New To Bowfishing
By – Derrick Schmidt
Coming from someone who remembers all the trial and error that comes with getting into the sport, here are a couple things that are very important to consider when it comes to beginner bowfishing.
1. Find yourself a bow. Before I got into bowfishing, I assumed that you needed a special kind of bow to be able to shoot fish. Little did I know that you can use almost any old hunting or hobby bow and be ready to start shooting! I started out by using a Mathews genesis bow that I had used in my local school’s archery program.
2. Something to retrieve the arrow/fish. When it came to finding something to mount on my bow to be able to retrieve my arrow or a fish, it was actually a rather simple decision. I had watched a couple videos online about the AMS Retriever Pro. The retriever can mount onto any bow with sight holes, and was insanely easy to operate. Once I had my retriever mounted to my bow, I bought a bowfishing arrow from a local sporting goods store, and I felt like I was ready to conquer the bowfishing world.

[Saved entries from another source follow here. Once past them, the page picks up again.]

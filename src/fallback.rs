//! Local filler questions.
//!
//! When the model still under-delivers after the supplemental rounds, the
//! shortfall is filled with "which of these is mentioned" questions built
//! from strings the pipeline already has: section titles, related topics,
//! named entities, and summary sentences. Randomness is injected, so a fixed
//! seed gives a fixed quiz.

use crate::output_parser::error::prefix;
use crate::types::{AnalysisResult, Difficulty, Question, QuestionSet};
use std::collections::HashSet;
use tracing::debug;

/// Question text shared by every synthesized filler.
pub const FILLER_QUESTION: &str = "Which of the following is mentioned in the article?";

/// Minimum distinct candidates needed for one filler (answer + 3 distractors).
const MIN_POOL: usize = 4;

/// Deduplicated candidate strings, in preference order.
#[derive(Debug, Clone, Default, PartialEq, Eq)]
pub struct CandidatePool {
    candidates: Vec<String>,
}

impl CandidatePool {
    /// Build a pool from `candidates`, trimming each, keeping the first
    /// occurrence of duplicates, and dropping strings of `min_chars`
    /// characters or fewer.
    pub fn new<I>(candidates: I, min_chars: usize) -> Self
    where
        I: IntoIterator<Item = String>,
    {
        let mut seen = HashSet::new();
        let candidates = candidates
            .into_iter()
            .map(|c| c.trim().to_string())
            .filter(|c| c.chars().count() > min_chars)
            .filter(|c| seen.insert(c.clone()))
            .collect();
        Self { candidates }
    }

    /// Sections, then related topics, then people, organizations, locations,
    /// then summary sentences.
    pub fn from_analysis(analysis: &AnalysisResult, related_topics: &[String], min_chars: usize) -> Self {
        let entities = &analysis.key_entities;
        let sentences = analysis
            .summary
            .as_deref()
            .unwrap_or_default()
            .split('.')
            .map(str::to_string);

        let all = analysis
            .sections
            .iter()
            .chain(related_topics)
            .chain(&entities.people)
            .chain(&entities.organizations)
            .chain(&entities.locations)
            .cloned()
            .chain(sentences);
        Self::new(all, min_chars)
    }

    pub fn len(&self) -> usize {
        self.candidates.len()
    }

    pub fn is_empty(&self) -> bool {
        self.candidates.is_empty()
    }

    pub fn as_slice(&self) -> &[String] {
        &self.candidates
    }
}

/// Append filler questions to `set` until it holds `target` items or the
/// pool runs out of unused answers. Returns how many were added.
///
/// Each candidate is used as an answer at most once. Distractors are three
/// other pool entries, so every filler has four distinct options. A pool
/// with fewer than four candidates produces nothing.
pub fn synthesize(
    set: &mut QuestionSet,
    pool: &CandidatePool,
    target: usize,
    rng: &mut fastrand::Rng,
    explanation_chars: usize,
) -> usize {
    if set.len() >= target {
        return 0;
    }
    if pool.len() < MIN_POOL {
        debug!(pool = pool.len(), "candidate pool too small for fallback questions");
        return 0;
    }

    let mut order: Vec<&String> = pool.candidates.iter().collect();
    rng.shuffle(&mut order);

    let mut added = 0;
    for answer in order {
        if set.len() >= target {
            break;
        }

        let mut distractors: Vec<&String> = pool.candidates.iter().filter(|c| *c != answer).collect();
        rng.shuffle(&mut distractors);

        let mut options: Vec<String> = std::iter::once(answer)
            .chain(distractors.into_iter().take(MIN_POOL - 1))
            .cloned()
            .collect();
        rng.shuffle(&mut options);

        set.append(Question {
            question: FILLER_QUESTION.to_string(),
            options,
            answer: answer.clone(),
            explanation: format!("Mentioned in article: {}", prefix(answer, explanation_chars)),
            difficulty: Difficulty::Medium,
        });
        added += 1;
    }

    debug!(added, total = set.len(), "synthesized fallback questions");
    added
}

3. Polarized Sunglasses. I feel as though this is a rather underrated piece of equipment when it comes to bowfishing. I remember one of my first times out bowfishing, I was wading in the water and my buddies and I were shooting common carp while they were spawning during the daytime. Fish were everywhere! My buddies were shooting left and right, connecting on almost all their shots and having a blast while doing so. I was struggling. I couldn’t see any of the fish, much less shoot at them! I had normal sunglasses on, and once a buddy lent me his for a couple minutes, I realized how amazing polarized sunglasses really are. It’s like you’re looking into a different world. I purchased a pair of polarized glasses on the way home from that trip, and I still use them to this day.
4. Where to aim. Having a background in shooting target archery in my childhood, I figured that shooting fish that were 5-10 yards away would be a breeze! WRONG! Because of the refraction of the water, you must aim much lower than you anticipate. A general rule of thumb is to aim at the bottom of the fish’s belly. This should make your arrow hit the fish centrally if the shot is true.
5. Where to find fish to shoot. I was rather lucky as a kid to know multiple people that had bowfishing boats. As fun as shooting in a boat is, you certainly do not need one in order to shoot fish. When the fish are spawning in the spring time, you can literally drive around the body of water looking for splashing spawning fish. Once you locate them, you can sneak up on them on shore and shoot loads of fish. Wading in after them is also a very effective tactic. My best days of bowfishing have been done using this tactic. Many spots with clear water are also hot spots for shooting fish without a boat. I think most people who are big into the sport now, started out shooting fish from shore.